Sur une Terre à demi calcinée, devenue quasiment invivable sans dispositifs particuliers, la mode est à l'évolution forcée, à la colonisation d'autres planètes (Mars en l'occurrence) et au développement de drogues hautement hallucinogènes qui plongent son utilisateur dans un monde factice qu'il doit lui-même créer de toute pièce en se constituant un stock de miniatures - comme on remplit sa maison de poupée. Quand arrive sur le marché une autre substance, légalisée cette fois-ci sous couvert de portée religieuse adéquate, tout se dérègle dans le petit monde parfait de Poupée Pat.

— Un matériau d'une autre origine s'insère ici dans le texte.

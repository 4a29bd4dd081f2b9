#![forbid(unsafe_code)]

//! Error type for DOM boundary operations.

use core::fmt;

use crate::document::NodeId;

/// Failure of a DOM primitive.
///
/// DOM operations are expected to be locally deterministic, so none of these
/// are retried by callers. They propagate to whoever issued the operation.
#[derive(Debug, Clone, PartialEq, Eq)]
pub enum DomError {
    /// The operation needs a parent but the node is detached.
    NoParent(NodeId),
    /// A class or attribute operation was issued against a non-element node.
    NotAnElement(NodeId),
    /// `remove_child` was called with a node that is not a child of `parent`.
    NotAChild {
        /// The presumed parent.
        parent: NodeId,
        /// The node that was expected to be its child.
        child: NodeId,
    },
    /// The id does not belong to this document.
    UnknownNode(NodeId),
    /// The insertion would produce an invalid tree (cycle, leaf parent, marker child).
    HierarchyRequest(&'static str),
}

impl fmt::Display for DomError {
    fn fmt(&self, f: &mut fmt::Formatter<'_>) -> fmt::Result {
        match self {
            Self::NoParent(node) => write!(f, "node {node} has no parent"),
            Self::NotAnElement(node) => write!(f, "node {node} is not an element"),
            Self::NotAChild { parent, child } => {
                write!(f, "node {child} is not a child of node {parent}")
            }
            Self::UnknownNode(node) => write!(f, "unknown node {node}"),
            Self::HierarchyRequest(msg) => write!(f, "hierarchy request error: {msg}"),
        }
    }
}

impl std::error::Error for DomError {}
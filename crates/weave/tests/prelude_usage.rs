#![forbid(unsafe_code)]
#![cfg(feature = "runtime")]

//! Smoke test: a view built only from the prelude.

use weave::prelude::*;

fn mount(doc: &SharedDocument, queue: &FlushQueue) -> Result<(NodeId, ClassBinding<ElementRef>)> {
    let node = doc.borrow_mut().create_element("button");
    let observer = ClassAttributeObserver::new(
        doc.element(node),
        queue,
        LifecycleFlags::PERSISTENT_TARGET_OBSERVER_QUEUE,
    )?;
    let mut binding = ClassBinding::new(Observable::new(ClassValue::from("btn")), observer);
    binding.bind(LifecycleFlags::NONE)?;
    Ok((node, binding))
}

#[test]
fn bound_button_follows_its_observable() {
    let doc = SharedDocument::new();
    let queue = FlushQueue::new();
    let (node, mut binding) = mount(&doc, &queue).unwrap();
    assert_eq!(doc.element(node).classes(), ["btn"]);

    binding
        .source()
        .set(ClassValue::flags([("btn", true), ("btn-active", true)]));
    queue.tick();
    let mut classes = doc.element(node).classes();
    classes.sort();
    assert_eq!(classes, ["btn", "btn-active"]);

    binding.unbind(LifecycleFlags::NONE);
    assert!(queue.is_empty());
}

#[test]
fn conflicting_policy_surfaces_as_facade_error() {
    let doc = SharedDocument::new();
    let node = doc.borrow_mut().create_element("div");
    let result: Result<ClassAttributeObserver<ElementRef>> = ClassAttributeObserver::new(
        doc.element(node),
        &FlushQueue::new(),
        LifecycleFlags::NO_TARGET_OBSERVER_QUEUE | LifecycleFlags::PERSISTENT_TARGET_OBSERVER_QUEUE,
    )
    .map_err(Error::from);
    let err = result.unwrap_err();
    assert!(matches!(err, Error::Config(_)));
    assert!(err.to_string().contains("conflicting"));
}
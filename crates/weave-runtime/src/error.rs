#![forbid(unsafe_code)]

//! Runtime error types.

use core::fmt;

use weave_dom::DomError;

use crate::flags::LifecycleFlags;

/// Failure of a single flush callback.
///
/// The flush queue isolates these: one failing task never stops the rest of
/// a drain from running.
#[derive(Debug, Clone, PartialEq, Eq)]
pub enum FlushError {
    /// A DOM primitive failed while applying the flush.
    Dom(DomError),
    /// A task reported its own failure.
    Callback(String),
}

impl fmt::Display for FlushError {
    fn fmt(&self, f: &mut fmt::Formatter<'_>) -> fmt::Result {
        match self {
            Self::Dom(err) => write!(f, "dom operation failed: {err}"),
            Self::Callback(msg) => write!(f, "flush callback failed: {msg}"),
        }
    }
}

impl std::error::Error for FlushError {
    fn source(&self) -> Option<&(dyn std::error::Error + 'static)> {
        match self {
            Self::Dom(err) => Some(err),
            Self::Callback(_) => None,
        }
    }
}

impl From<DomError> for FlushError {
    fn from(err: DomError) -> Self {
        Self::Dom(err)
    }
}

/// Invalid observer configuration.
#[derive(Debug, Clone, Copy, PartialEq, Eq)]
pub enum ConfigError {
    /// More than one of the mutually exclusive queue-policy bits was set.
    ConflictingQueuePolicy(LifecycleFlags),
}

impl fmt::Display for ConfigError {
    fn fmt(&self, f: &mut fmt::Formatter<'_>) -> fmt::Result {
        match self {
            Self::ConflictingQueuePolicy(flags) => {
                write!(f, "conflicting target observer queue policies: {flags:?}")
            }
        }
    }
}

impl std::error::Error for ConfigError {}
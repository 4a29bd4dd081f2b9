//! Property-based invariant tests for class observers and the flush queue.
//!
//! 1. Normalization splits text on any whitespace and concatenates sequences.
//! 2. The element never holds a name twice, and after every flush it holds
//!    every requested name.
//! 3. Observer output matches a reference model of the one-generation
//!    removal rule.
//! 4. Any number of writes between ticks costs exactly one flush.
//! 5. The queue runs entries by priority, then insertion order.

use std::cell::RefCell;
use std::collections::{BTreeSet, HashMap};
use std::rc::Rc;

use proptest::prelude::*;
use weave_dom::{ElementRef, NodeId, SharedDocument};
use weave_runtime::{
    ClassAttributeObserver, ClassValue, Enrollment, FlushError, FlushQueue, LifecycleFlags,
    ObserverConfig, Priority, QueuePolicy,
};

// ── Helpers ─────────────────────────────────────────────────────────────

fn name() -> impl Strategy<Value = String> {
    "[a-e]{1,2}"
}

fn names() -> impl Strategy<Value = Vec<String>> {
    proptest::collection::vec(name(), 0..5)
}

fn separator() -> impl Strategy<Value = String> {
    "[ \t\n]{1,3}"
}

/// Text value joining `names` with generated whitespace runs.
fn spaced_text() -> impl Strategy<Value = (Vec<String>, String)> {
    names().prop_flat_map(|names| {
        let count = names.len() + 1;
        (Just(names), proptest::collection::vec(separator(), count))
    })
    .prop_map(|(names, gaps)| {
        let mut text = gaps[0].clone();
        for (name, gap) in names.iter().zip(&gaps[1..]) {
            text.push_str(name);
            text.push_str(gap);
        }
        (names, text)
    })
}

/// Literal model of the add-then-remove-one-generation-behind rule.
#[derive(Default)]
struct Model {
    version: u64,
    index: HashMap<String, u64>,
    present: BTreeSet<String>,
}

impl Model {
    fn flush(&mut self, names: &[String]) {
        let version = self.version;
        for name in names {
            self.index.insert(name.clone(), version);
            self.present.insert(name.clone());
        }
        self.version += 1;
        if version == 0 {
            return;
        }
        for (name, stamped) in &self.index {
            if *stamped == version - 1 {
                self.present.remove(name);
            }
        }
    }
}

fn immediate_observer() -> (SharedDocument, NodeId, ClassAttributeObserver<ElementRef>) {
    let doc = SharedDocument::new();
    let node = doc.borrow_mut().create_element("div");
    let observer = ClassAttributeObserver::with_config(
        doc.element(node),
        &FlushQueue::new(),
        ObserverConfig::default().with_queue_policy(QueuePolicy::Immediate),
    );
    (doc, node, observer)
}

proptest! {
    #[test]
    fn text_normalization_matches_tokens((expected, text) in spaced_text()) {
        prop_assert_eq!(ClassValue::text(&text).normalize(), expected);
    }

    #[test]
    fn sequence_normalization_concatenates(parts in proptest::collection::vec(names(), 0..4)) {
        let value = ClassValue::sequence(parts.iter().map(|p| ClassValue::text(p.join(" "))));
        let expected: Vec<String> = parts.concat();
        prop_assert_eq!(value.normalize(), expected);
    }

    #[test]
    fn element_never_holds_duplicates(writes in proptest::collection::vec(names(), 1..8)) {
        let (doc, node, observer) = immediate_observer();
        for write in &writes {
            let value = ClassValue::sequence(write.iter().map(ClassValue::text));
            observer.set_value(value, LifecycleFlags::NONE).unwrap();
            let classes = doc.element(node).classes();
            let unique: BTreeSet<&String> = classes.iter().collect();
            prop_assert_eq!(unique.len(), classes.len());
            for name in write {
                prop_assert!(classes.contains(name));
            }
        }
    }

    #[test]
    fn observer_matches_reference_model(writes in proptest::collection::vec(names(), 1..10)) {
        let (doc, node, observer) = immediate_observer();
        let mut model = Model::default();
        for write in &writes {
            let value = ClassValue::sequence(write.iter().map(ClassValue::text));
            observer.set_value(value, LifecycleFlags::NONE).unwrap();
            model.flush(write);
            let actual: BTreeSet<String> = doc.element(node).classes().into_iter().collect();
            prop_assert_eq!(&actual, &model.present);
            prop_assert_eq!(observer.version(), model.version);
        }
    }

    #[test]
    fn writes_between_ticks_flush_once(writes in proptest::collection::vec(names(), 1..12)) {
        let doc = SharedDocument::new();
        let node = doc.borrow_mut().create_element("div");
        doc.borrow_mut().observe();
        let queue = FlushQueue::new();
        let observer = ClassAttributeObserver::with_config(
            doc.element(node),
            &queue,
            ObserverConfig::default(),
        );
        for write in &writes {
            observer
                .set_value(ClassValue::text(write.join(" ")), LifecycleFlags::NONE)
                .unwrap();
        }
        prop_assert!(doc.borrow().pending_records().is_empty());

        queue.tick();
        let last = writes.last().cloned().unwrap_or_default();
        let expected_version = u64::from(!last.is_empty());
        prop_assert_eq!(observer.version(), expected_version);
        let actual: BTreeSet<String> = doc.element(node).classes().into_iter().collect();
        let expected: BTreeSet<String> = last.into_iter().collect();
        prop_assert_eq!(actual, expected);
    }

    #[test]
    fn queue_runs_by_priority_then_insertion(priorities in proptest::collection::vec(0u16..4, 1..16)) {
        let queue = FlushQueue::new();
        let order: Rc<RefCell<Vec<usize>>> = Rc::default();
        let tasks: Vec<_> = priorities
            .iter()
            .enumerate()
            .map(|(i, _)| {
                let order = Rc::clone(&order);
                Rc::new(move |_flags: LifecycleFlags| -> Result<(), FlushError> {
                    order.borrow_mut().push(i);
                    Ok(())
                })
            })
            .collect();
        for (task, priority) in tasks.iter().zip(&priorities) {
            queue.enqueue(task, Priority::new(*priority), Enrollment::Once);
        }

        let report = queue.tick();
        prop_assert_eq!(report.executed, priorities.len());

        let mut expected: Vec<usize> = (0..priorities.len()).collect();
        expected.sort_by_key(|&i| (priorities[i], i));
        prop_assert_eq!(order.borrow().clone(), expected);
        prop_assert!(queue.is_empty());
    }
}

Ce qui se dégage de tout ça, c'est une vision de lente agonie de l'espèce humaine qui n'est plus qu'assoiffée de pouvoir et de transformation de son corps et de son entourage. Le côté science-fiction n'enlève rien à la perspicacité du propos, et actuellement, quarante ans après la première publication du roman, nous nous rapprochons davantage du monde qui est décrit - voilà de quoi donner des sueurs froides (ce qui n'est pas plus mal, en période de réchauffement planétaire). La réflexion de l'auteur sur la religion et la prise de psychotropes semble un peu tirée par les cheveux mais n'est pas dénuée de bon sens, mais ne plairait sans doute pas à tout le monde. Mais ceux qui auront expérimenté les deux auront de quoi se triturer un peu le cerveau. En tout cas, personne n'en sort indemne et il y a de nouveau une confrontation du bien et du mal dans ses nuances les plus subtiles et complexes, afin de bien intégrer une fois pour toute que les extrêmes se rejoignent souvent... Et surtout, que notre pire ennemi n'est pas le Mal, mais bien le doute. Car, lorsque l'on en arrive de douter un peu, petit à petit, puis de plus en plus, et enfin de tout, alors il ne reste plus rien à quoi s'accrocher : autant se laisser mourir.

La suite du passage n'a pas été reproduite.